(Items from a dataset)
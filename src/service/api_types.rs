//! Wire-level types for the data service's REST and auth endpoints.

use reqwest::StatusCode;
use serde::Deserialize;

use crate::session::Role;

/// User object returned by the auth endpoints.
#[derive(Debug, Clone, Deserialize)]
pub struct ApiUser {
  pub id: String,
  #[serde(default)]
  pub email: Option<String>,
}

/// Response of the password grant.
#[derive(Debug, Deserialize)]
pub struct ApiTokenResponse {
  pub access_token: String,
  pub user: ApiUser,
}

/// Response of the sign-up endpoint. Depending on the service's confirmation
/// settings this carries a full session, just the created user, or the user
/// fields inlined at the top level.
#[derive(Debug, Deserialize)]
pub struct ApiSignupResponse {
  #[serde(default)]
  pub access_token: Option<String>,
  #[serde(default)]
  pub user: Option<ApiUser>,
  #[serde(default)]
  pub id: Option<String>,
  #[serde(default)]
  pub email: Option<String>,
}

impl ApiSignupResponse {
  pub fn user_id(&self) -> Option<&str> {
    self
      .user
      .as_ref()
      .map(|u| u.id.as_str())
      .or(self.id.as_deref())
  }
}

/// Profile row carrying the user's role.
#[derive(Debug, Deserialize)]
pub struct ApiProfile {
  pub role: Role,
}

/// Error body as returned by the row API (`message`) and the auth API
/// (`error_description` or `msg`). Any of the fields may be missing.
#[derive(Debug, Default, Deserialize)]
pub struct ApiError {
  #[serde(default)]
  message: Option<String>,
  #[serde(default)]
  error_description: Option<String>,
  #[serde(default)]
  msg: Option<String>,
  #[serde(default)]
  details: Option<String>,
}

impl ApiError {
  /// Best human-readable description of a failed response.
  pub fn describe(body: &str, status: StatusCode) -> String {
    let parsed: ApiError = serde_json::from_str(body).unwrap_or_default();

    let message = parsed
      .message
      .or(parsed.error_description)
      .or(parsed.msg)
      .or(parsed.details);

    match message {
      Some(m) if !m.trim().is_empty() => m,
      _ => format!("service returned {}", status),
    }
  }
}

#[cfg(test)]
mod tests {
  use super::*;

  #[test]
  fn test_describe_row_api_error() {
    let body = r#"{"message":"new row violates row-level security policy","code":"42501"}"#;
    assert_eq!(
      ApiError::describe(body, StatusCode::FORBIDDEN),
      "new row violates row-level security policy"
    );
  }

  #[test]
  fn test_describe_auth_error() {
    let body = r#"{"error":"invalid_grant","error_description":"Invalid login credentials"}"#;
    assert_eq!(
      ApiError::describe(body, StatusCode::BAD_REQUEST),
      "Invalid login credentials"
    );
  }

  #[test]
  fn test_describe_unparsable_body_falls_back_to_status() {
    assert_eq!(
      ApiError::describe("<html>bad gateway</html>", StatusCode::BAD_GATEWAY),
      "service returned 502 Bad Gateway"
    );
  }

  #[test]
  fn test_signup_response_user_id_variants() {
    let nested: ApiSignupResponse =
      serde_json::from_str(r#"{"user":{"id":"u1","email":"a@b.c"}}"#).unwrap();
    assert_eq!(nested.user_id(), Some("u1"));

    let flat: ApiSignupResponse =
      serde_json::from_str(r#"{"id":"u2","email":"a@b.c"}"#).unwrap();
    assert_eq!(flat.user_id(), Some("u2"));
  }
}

Your instructions —
Retype the entries shown above. Keep every word exactly as it is.

Solved exercise —
filename src/service/api_types.rs
//! Wire-level types for the data service's REST and auth endpoints.

use reqwest::StatusCode;
use serde::Deserialize;

use crate::session::Role;

/// User object returned by the auth endpoints.
#[derive(Debug, Clone, Deserialize)]
pub struct ApiUser {
  pub id: String,
  #[serde(default)]
  pub email: Option<String>,
}

/// Response of the password grant.
#[derive(Debug, Deserialize)]
pub struct ApiTokenResponse {
  pub access_token: String,
  pub user: ApiUser,
}

/// Response of the sign-up endpoint. Depending on the service's confirmation
/// settings this carries a full session, just the created user, or the user
/// fields inlined at the top level.
#[derive(Debug, Deserialize)]
pub struct ApiSignupResponse {
  #[serde(default)]
  pub access_token: Option<String>,
  #[serde(default)]
  pub user: Option<ApiUser>,
  #[serde(default)]
  pub id: Option<String>,
  #[serde(default)]
  pub email: Option<String>,
}

impl ApiSignupResponse {
  pub fn user_id(&self) -> Option<&str> {
    self
      .user
      .as_ref()
      .map(|u| u.id.as_str())
      .or(self.id.as_deref())
  }
}

/// Profile row carrying the user's role.
#[derive(Debug, Deserialize)]
pub struct ApiProfile {
  pub role: Role,
}

/// Error body as returned by the row API (`message`) and the auth API
/// (`error_description` or `msg`). Any of the fields may be missing.
#[derive(Debug, Default, Deserialize)]
pub struct ApiError {
  #[serde(default)]
  message: Option<String>,
  #[serde(default)]
  error_description: Option<String>,
  #[serde(default)]
  msg: Option<String>,
  #[serde(default)]
  details: Option<String>,
}

impl ApiError {
  /// Best human-readable description of a failed response.
  pub fn describe(body: &str, status: StatusCode) -> String {
    let parsed: ApiError = serde_json::from_str(body).unwrap_or_default();

    let message = parsed
      .message
      .or(parsed.error_description)
      .or(parsed.msg)
      .or(parsed.details);

    match message {
      Some(m) if !m.trim().is_empty() => m,
      _ => format!("service returned {}", status),
    }
  }
}

#[cfg(test)]
mod tests {
  use super::*;

  #[test]
  fn test_describe_row_api_error() {
    let body = r#"{"message":"new row violates row-level security policy","code":"42501"}"#;
    assert_eq!(
      ApiError::describe(body, StatusCode::FORBIDDEN),
      "new row violates row-level security policy"
    );
  }

  #[test]
  fn test_describe_auth_error() {
    let body = r#"{"error":"invalid_grant","error_description":"Invalid login credentials"}"#;
    assert_eq!(
      ApiError::describe(body, StatusCode::BAD_REQUEST),
      "Invalid login credentials"
    );
  }

  #[test]
  fn test_describe_unparsable_body_falls_back_to_status() {
    assert_eq!(
      ApiError::describe("<html>bad gateway</html>", StatusCode::BAD_GATEWAY),
      "service returned 502 Bad Gateway"
    );
  }

  #[test]
  fn test_signup_response_user_id_variants() {
    let nested: ApiSignupResponse =
      serde_json::from_str(r#"{"user":{"id":"u1","email":"a@b.c"}}"#).unwrap();
    assert_eq!(nested.user_id(), Some("u1"));

    let flat: ApiSignupResponse =
      serde_json::from_str(r#"{"id":"u2","email":"a@b.c"}"#).unwrap();
    assert_eq!(flat.user_id(), Some("u2"));
  }
}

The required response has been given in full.